0
votes

I am submitting a JCL job to allocate a VB dataset in Mainframe. After submitting the job, the dataset gets created successfully.

Then I am running a java program in omvs region of mainframe, to open the file and write some contents into it. When I try to write the data into the file I am getting the below error.

//DD:SYS00011 : fwrite() failed. EDC5024I An attempt was made to close a file that had been opened by another thread.; errno=24 errno2=0xc0640021 last_op=0 errorCode=0x0.

JCL submitted to allocate the dataset:

//USERNAME JOB ABC,,NOTIFY=&SYSUID,CLASS=F,MSGLEVEL=(1,1),MSGCLASS=X 
//STEP1 EXEC PGM=IEFBR14 
//STEP DD DSN=ASD00T.SM.ULRL, 
// DISP=(NEW,CATLG,DELETE), 
// UNIT=SYSDA,SPACE=(1,(10,60),RLSE),AVGREC=M, 
// DCB=(RECFM=VB), 
// DSORG=PS

code to write the file:

zFileIn = new ZFile("//'ASD00T.INPUT.ULRL'", "rb,type=record,noseek");
if (zFileIn.getDsorg() != ZFile.DSORG_PS) {
throw new IllegalStateException("Input dataset must be DSORG=PS");
 }
zFileOut = new ZFile("//'ASD00T.SM.ULRL'", "wb,type=record,noseek, recfm="+ zFileIn.getRecfm()+ ", lrecl="+ zFileIn.getLrecl());
long count = 0;
byte[] recBuf = new byte[zFileIn.getLrecl()];
int nRead;
while((nRead = zFileIn.read(recBuf)) >= 0) {
zFileOut.write(recBuf, 0, nRead);
count++;
}
1
@valerie-r please let me know if you have encountered this issue? - Vel
Can you post the code for it? It will impossible to debug otherwise, it sounds like the file is either in use, or wasn't opened properly. We can't really tell without seeing how the file was opened. - SaggingRufus
We need to see the JCL, which will resolve what you mean about allocate (which means something) and created (which means something else). Also the minimum Java code from your program which shows the problem. Also, how are you doing the timing? You manually execute the Java after you know the z/OS JOB has completed? - Bill Woodger
You have some sort of multi-tasking occuring; the message implies that one thread opened a file and another thread is trying to close it, which is forbidden. How are you invoking the Java program: JZOS, BPXBATCH, TSO OMVS, tty? Is the Java program home-grown or part of a package? - zarchasmpgmr
@zarchasmpgmr I am submitting the jcl job manually to allocate the dataset. once it its successfull i am triggering the java jar file manually. I am running the java program from tso omvs....i am using zfile class provided by ibmjzos.jar.... - Vel

1 Answers

1
votes

The heart of your problem is that you need to invoke the ZFile.close() method after you're done writing. Doing so will guarantee that the open, writes and close all happen under the same thread and you should be fine. This is a side-effect of using conventional datasets instead of USS files.

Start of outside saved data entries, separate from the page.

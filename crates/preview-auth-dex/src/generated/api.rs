// @generated
// Generated from: proto/dex/api.proto
// Manual check-in for offline builds.

#[derive(Clone, PartialEq, ::prost::Message)]
pub struct Client {
    #[prost(string, tag = "1")]
    pub id: ::prost::alloc::string::String,
    #[prost(string, tag = "2")]
    pub secret: ::prost::alloc::string::String,
    #[prost(string, repeated, tag = "3")]
    pub redirect_uris: ::prost::alloc::vec::Vec<::prost::alloc::string::String>,
    #[prost(string, repeated, tag = "4")]
    pub trusted_peers: ::prost::alloc::vec::Vec<::prost::alloc::string::String>,
    #[prost(bool, tag = "5")]
    pub public: bool,
    #[prost(string, tag = "6")]
    pub name: ::prost::alloc::string::String,
    #[prost(string, tag = "7")]
    pub logo_url: ::prost::alloc::string::String,
}

#[derive(Clone, PartialEq, ::prost::Message)]
pub struct ClientInfo {
    #[prost(string, tag = "1")]
    pub id: ::prost::alloc::string::String,
    #[prost(string, repeated, tag = "2")]
    pub redirect_uris: ::prost::alloc::vec::Vec<::prost::alloc::string::String>,
    #[prost(string, repeated, tag = "3")]
    pub trusted_peers: ::prost::alloc::vec::Vec<::prost::alloc::string::String>,
    #[prost(bool, tag = "4")]
    pub public: bool,
    #[prost(string, tag = "5")]
    pub name: ::prost::alloc::string::String,
    #[prost(string, tag = "6")]
    pub logo_url: ::prost::alloc::string::String,
}

#[derive(Clone, PartialEq, ::prost::Message)]
pub struct CreateClientReq {
    #[prost(message, optional, tag = "1")]
    pub client: ::core::option::Option<Client>,
}

#[derive(Clone, PartialEq, ::prost::Message)]
pub struct CreateClientResp {
    #[prost(bool, tag = "1")]
    pub already_exists: bool,
    #[prost(message, optional, tag = "2")]
    pub client: ::core::option::Option<Client>,
}

#[derive(Clone, PartialEq, ::prost::Message)]
pub struct DeleteClientReq {
    #[prost(string, tag = "1")]
    pub id: ::prost::alloc::string::String,
}

#[derive(Clone, PartialEq, ::prost::Message)]
pub struct DeleteClientResp {
    #[prost(bool, tag = "1")]
    pub not_found: bool,
}

#[derive(Clone, PartialEq, ::prost::Message)]
pub struct ListClientReq {}

#[derive(Clone, PartialEq, ::prost::Message)]
pub struct ListClientResp {
    #[prost(message, repeated, tag = "1")]
    pub clients: ::prost::alloc::vec::Vec<ClientInfo>,
}

pub mod dex_client {
    #![allow(clippy::derive_partial_eq_without_eq)]
    use tonic::codegen::*;

    #[derive(Debug, Clone)]
    pub struct DexClient<T> {
        inner: tonic::client::Grpc<T>,
    }

    impl DexClient<tonic::transport::Channel> {
        pub async fn connect<D>(dst: D) -> Result<Self, tonic::transport::Error>
        where
            D: TryInto<tonic::transport::Endpoint>,
            D::Error: Into<StdError>,
        {
            let conn = tonic::transport::Endpoint::new(dst)?.connect().await?;
            Ok(Self::new(conn))
        }
    }

    impl<T> DexClient<T>
    where
        T: tonic::client::GrpcService<tonic::body::BoxBody>,
        T::ResponseBody: Body + Send + 'static,
        T::Error: Into<StdError>,
        <T::ResponseBody as Body>::Error: Into<StdError> + Send,
        <T::ResponseBody as Body>::Data: Into<Bytes> + Send,
    {
        pub fn new(inner: T) -> Self {
            let inner = tonic::client::Grpc::new(inner);
            Self { inner }
        }

        pub async fn create_client(
            &mut self,
            request: impl tonic::IntoRequest<super::CreateClientReq>,
        ) -> Result<tonic::Response<super::CreateClientResp>, tonic::Status> {
            self.inner.ready().await.map_err(|e| {
                tonic::Status::new(
                    tonic::Code::Unknown,
                    format!("Service was not ready: {}", e.into()),
                )
            })?;
            let codec = tonic::codec::ProstCodec::default();
            let path = tonic::codegen::http::uri::PathAndQuery::from_static("/api.Dex/CreateClient");
            self.inner.unary(request.into_request(), path, codec).await
        }

        pub async fn delete_client(
            &mut self,
            request: impl tonic::IntoRequest<super::DeleteClientReq>,
        ) -> Result<tonic::Response<super::DeleteClientResp>, tonic::Status> {
            self.inner.ready().await.map_err(|e| {
                tonic::Status::new(
                    tonic::Code::Unknown,
                    format!("Service was not ready: {}", e.into()),
                )
            })?;
            let codec = tonic::codec::ProstCodec::default();
            let path = tonic::codegen::http::uri::PathAndQuery::from_static("/api.Dex/DeleteClient");
            self.inner.unary(request.into_request(), path, codec).await
        }

        pub async fn list_clients(
            &mut self,
            request: impl tonic::IntoRequest<super::ListClientReq>,
        ) -> Result<tonic::Response<super::ListClientResp>, tonic::Status> {
            self.inner.ready().await.map_err(|e| {
                tonic::Status::new(
                    tonic::Code::Unknown,
                    format!("Service was not ready: {}", e.into()),
                )
            })?;
            let codec = tonic::codec::ProstCodec::default();
            let path = tonic::codegen::http::uri::PathAndQuery::from_static("/api.Dex/ListClients");
            self.inner.unary(request.into_request(), path, codec).await
        }
    }
}

pub mod dex_server {
    #![allow(clippy::derive_partial_eq_without_eq)]
    use tonic::codegen::*;

    #[tonic::async_trait]
    pub trait Dex: Send + Sync + 'static {
        async fn create_client(
            &self,
            request: tonic::Request<super::CreateClientReq>,
        ) -> Result<tonic::Response<super::CreateClientResp>, tonic::Status>;
        async fn delete_client(
            &self,
            request: tonic::Request<super::DeleteClientReq>,
        ) -> Result<tonic::Response<super::DeleteClientResp>, tonic::Status>;
        async fn list_clients(
            &self,
            request: tonic::Request<super::ListClientReq>,
        ) -> Result<tonic::Response<super::ListClientResp>, tonic::Status>;
    }

    #[derive(Debug)]
    pub struct DexServer<T: Dex> {
        inner: Arc<T>,
    }

    impl<T: Dex> Clone for DexServer<T> {
        fn clone(&self) -> Self {
            Self {
                inner: self.inner.clone(),
            }
        }
    }

    impl<T: Dex> DexServer<T> {
        pub fn new(inner: T) -> Self {
            Self {
                inner: Arc::new(inner),
            }
        }

        pub fn from_arc(inner: Arc<T>) -> Self {
            Self { inner }
        }
    }

    impl<T: Dex> Service<http::Request<tonic::body::BoxBody>> for DexServer<T> {
        type Response = http::Response<tonic::body::BoxBody>;
        type Error = std::convert::Infallible;
        type Future = BoxFuture<Self::Response, Self::Error>;

        fn poll_ready(&mut self, _cx: &mut Context<'_>) -> Poll<Result<(), Self::Error>> {
            Poll::Ready(Ok(()))
        }

        fn call(&mut self, req: http::Request<tonic::body::BoxBody>) -> Self::Future {
            let inner = self.inner.clone();
            match req.uri().path() {
                "/api.Dex/CreateClient" => {
                    struct CreateClientSvc<T: Dex>(pub Arc<T>);
                    impl<T: Dex> tonic::server::UnaryService<super::CreateClientReq> for CreateClientSvc<T> {
                        type Response = super::CreateClientResp;
                        type Future = BoxFuture<tonic::Response<Self::Response>, tonic::Status>;
                        fn call(
                            &mut self,
                            request: tonic::Request<super::CreateClientReq>,
                        ) -> Self::Future {
                            let inner = self.0.clone();
                            Box::pin(async move { inner.create_client(request).await })
                        }
                    }
                    Box::pin(async move {
                        let method = CreateClientSvc(inner);
                        let codec = tonic::codec::ProstCodec::default();
                        let mut grpc = tonic::server::Grpc::new(codec);
                        let res = grpc.unary(method, req).await;
                        Ok(res)
                    })
                }
                "/api.Dex/DeleteClient" => {
                    struct DeleteClientSvc<T: Dex>(pub Arc<T>);
                    impl<T: Dex> tonic::server::UnaryService<super::DeleteClientReq> for DeleteClientSvc<T> {
                        type Response = super::DeleteClientResp;
                        type Future = BoxFuture<tonic::Response<Self::Response>, tonic::Status>;
                        fn call(
                            &mut self,
                            request: tonic::Request<super::DeleteClientReq>,
                        ) -> Self::Future {
                            let inner = self.0.clone();
                            Box::pin(async move { inner.delete_client(request).await })
                        }
                    }
                    Box::pin(async move {
                        let method = DeleteClientSvc(inner);
                        let codec = tonic::codec::ProstCodec::default();
                        let mut grpc = tonic::server::Grpc::new(codec);
                        let res = grpc.unary(method, req).await;
                        Ok(res)
                    })
                }
                "/api.Dex/ListClients" => {
                    struct ListClientsSvc<T: Dex>(pub Arc<T>);
                    impl<T: Dex> tonic::server::UnaryService<super::ListClientReq> for ListClientsSvc<T> {
                        type Response = super::ListClientResp;
                        type Future = BoxFuture<tonic::Response<Self::Response>, tonic::Status>;
                        fn call(
                            &mut self,
                            request: tonic::Request<super::ListClientReq>,
                        ) -> Self::Future {
                            let inner = self.0.clone();
                            Box::pin(async move { inner.list_clients(request).await })
                        }
                    }
                    Box::pin(async move {
                        let method = ListClientsSvc(inner);
                        let codec = tonic::codec::ProstCodec::default();
                        let mut grpc = tonic::server::Grpc::new(codec);
                        let res = grpc.unary(method, req).await;
                        Ok(res)
                    })
                }
                _ => Box::pin(async move {
                    Ok(http::Response::builder()
                        .status(200)
                        .header("grpc-status", "12")
                        .header("content-type", "application/grpc")
                        .body(tonic::body::empty_body())
                        .unwrap())
                }),
            }
        }
    }

    impl<T: Dex> tonic::server::NamedService for DexServer<T> {
        const NAME: &'static str = "api.Dex";
    }
}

The reason for this is complicated, but it has to do with the fact that in z/OS, "conventional" QSAM/BSAM/VSAM datasets behave slightly differently than do UNIX filesystem files.

If you were writing to a UNIX file (HFS, ZFS, NFS, etc) instead of a conventional dataset, what you're doing would work perfectly fine...this is because USS treats resource ownership differently - file handles are owned at a process level, not a thread. When you open a USS file, that file handle can be used or closed by any thread in the process...this is mandated by the various UNIX standards, so z/OS has no choice but to work this way.

Conventional datasets are a bit different. When you open a conventional dataset, the operating system structures that define the open file are stored in memory anchored to the thread where the file was opened. There's enough information in the file handle that you can do I/O from other threads, but closing the file needs to happen from the thread where the file was opened.

Now, since you don't seem to have a close() in your code, the file stays open until your Java thread ends. When your Java thread ends, the system runtime gets control in order to clean up any resources you might have allocated. It sees the lingering open file and tries to close it, but now it's not running under the thread that opened the file, so you get the failure you're seeing.

Normally, UNIX files and z/OS datasets work almost exactly the same, but this issue is one of the slight differences. IBM gets away with it from a standards compliance perspective since z/OS datasets aren't part of any standard, and generally, the way they can be used interchangeably is a great feature.

By the way, all of this is spelled out in the fine print of the LE (Language Environment) and C Runtime references.